• **What this task involves**
Starting at the first line of the records below, transcribe each line exactly, ending with the line that contains "the output container;".

• **Source information**
━━━
//! Page orchestration: fetch, render, stream.

use std::fmt::Display;

use futures::Sink;
use roster_core::{PageConfig, PageError, TimingContext};
use roster_data::{FetchClient, Transport};
use roster_observability::StructuredLogger;
use roster_streaming::{escape_html, Element, HeadContent, Shell, StreamingSink};

use crate::data::Document;
use crate::{render_all, PAGE_STYLES};

/// The student directory page.
///
/// `load` runs the chained fetch and owns the output container;
/// `demo_linear` runs the linear fetch for its log output only. `stream`
/// starts both and lets them complete in either order.
pub struct StudentDirectoryPage<T> {
    client: FetchClient<T>,
    config: PageConfig,
}

impl<T: Transport> StudentDirectoryPage<T> {
    pub fn new(client: FetchClient<T>, config: PageConfig) -> Self {
        Self { client, config }
    }

    pub fn config(&self) -> &PageConfig {
        &self.config
    }

    pub fn client(&self) -> &FetchClient<T> {
        &self.client
    }

    fn logger(&self) -> &StructuredLogger {
        self.client.logger()
    }

    /// Document shell with the title heading before the container.
    pub fn shell(&self) -> Shell {
        let head = HeadContent::new(&self.config.title)
            .with_meta("viewport", "width=device-width, initial-scale=1")
            .with_style(PAGE_STYLES);

        Shell::new(head).with_body_start(format!(
            "<main>\n<h1>{}</h1>\n",
            escape_html(&self.config.title)
        ))
    }

    /// An empty output container.
    pub fn container(&self) -> Element {
        Element::new("div").with_id(&self.config.container_id)
    }

    /// Fetch with the chained strategy and render into a fresh container.
    ///
    /// Any fetch failure leaves only the fallback message in the container.
    pub async fn load(&self) -> Element {
        let mut container = self.container();

        match self
            .client
            .fetch_chained::<Document>(Some(&self.config.data_path))
            .await
        {
            Ok(document) => {
                render_all(&document, &mut container);
                self.logger()
                    .info_builder("rendered")
                    .field_i64("students", document.students.len() as i64)
                    .field_i64("courses", document.courses.len() as i64)
                    .field_i64("instructors", document.instructors.len() as i64)
                    .emit();
            }
            Err(err) => {
                container.set_text(&self.config.fallback_message);
                self.logger()
                    .warn_builder("rendered fallback")
                    .field("error", err.to_string())
                    .emit();
            }
        }

        container
    }

    /// Fetch with the linear strategy; the result is discarded.
    pub async fn demo_linear(&self) {
        // Failures are already logged by the client.
        let _ = self
            .client
            .fetch_linear::<Document>(Some(&self.config.data_path))
            .await;
    }

    /// Load both ways concurrently and return the rendered container.
    pub async fn run(&self) -> Element {
        let (container, ()) = futures::join!(self.load(), self.demo_linear());
        container
    }

    /// Stream the full page into `sink`.
    ///
    /// The shell goes out before either fetch starts. Each rendered section
    /// is a named chunk; a fallback container is one chunk named after the
    /// container id.
    pub async fn stream<S, E>(&self, sink: &mut StreamingSink<S, E>) -> Result<(), PageError>
    where
        S: Sink<Vec<u8>, Error = E> + Unpin,
        E: Display,
    {
        let shell = self.shell();
        sink.send_shell(&shell.render_opening()).await?;

        let (written, ()) = futures::join!(
            async {
                let container = self.load().await;
                write_container(sink, &container, &self.config.container_id).await
            },
            self.demo_linear(),
        );
        written?;

        sink.send_raw(shell.render_closing().into_bytes()).await?;
        sink.complete().await?;

        self.log_timings(sink.timing(), sink.sections_sent());
        Ok(())
    }

    /// Render the whole page to a string.
    pub async fn render_document(&self) -> Result<String, PageError> {
        let mut sink = StreamingSink::new(Vec::<Vec<u8>>::new(), TimingContext::new());
        self.stream(&mut sink).await?;

        String::from_utf8(sink.into_inner().concat())
            .map_err(|e| PageError::StreamError(e.to_string()))
    }

    fn log_timings(&self, timing: &TimingContext, sections: &[String]) {
        for name in sections {
            if let Some(section) = timing.section_timing(name) {
                self.logger()
                    .debug_builder("section sent")
                    .field("section", name.as_str())
                    .duration_us("duration_us", section.duration)
                    .emit();
            }
        }

        let mut builder = self
            .logger()
            .info_builder("page complete")
            .field_i64("sections", sections.len() as i64)
            .duration_us("total_us", timing.elapsed());
        if let Some(shell) = timing.time_to_shell() {
            builder = builder.duration_us("shell_us", shell);
        }
        builder.emit();
    }
}

async fn write_container<S, E>(
    sink: &mut StreamingSink<S, E>,
    container: &Element,
    container_id: &str,
) -> Result<(), PageError>
where
    S: Sink<Vec<u8>, Error = E> + Unpin,
    E: Display,
{
    if container.children().is_empty() {
        return sink.send_section(container_id, &container.render()).await;
    }

    sink.send_raw(container.render_open().into_bytes()).await?;
    for section in container.children() {
        let name = section.attr("data-section").unwrap_or(container_id);
        sink.send_section(name, &section.render()).await?;
    }
    sink.send_raw(container.render_close().into_bytes()).await
}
━━━
• **Exercise solution**
//! Page orchestration: fetch, render, stream.

use std::fmt::Display;

use futures::Sink;
use roster_core::{PageConfig, PageError, TimingContext};
use roster_data::{FetchClient, Transport};
use roster_observability::StructuredLogger;
use roster_streaming::{escape_html, Element, HeadContent, Shell, StreamingSink};

use crate::data::Document;
use crate::{render_all, PAGE_STYLES};

/// The student directory page.
///
/// `load` runs the chained fetch and owns the output container;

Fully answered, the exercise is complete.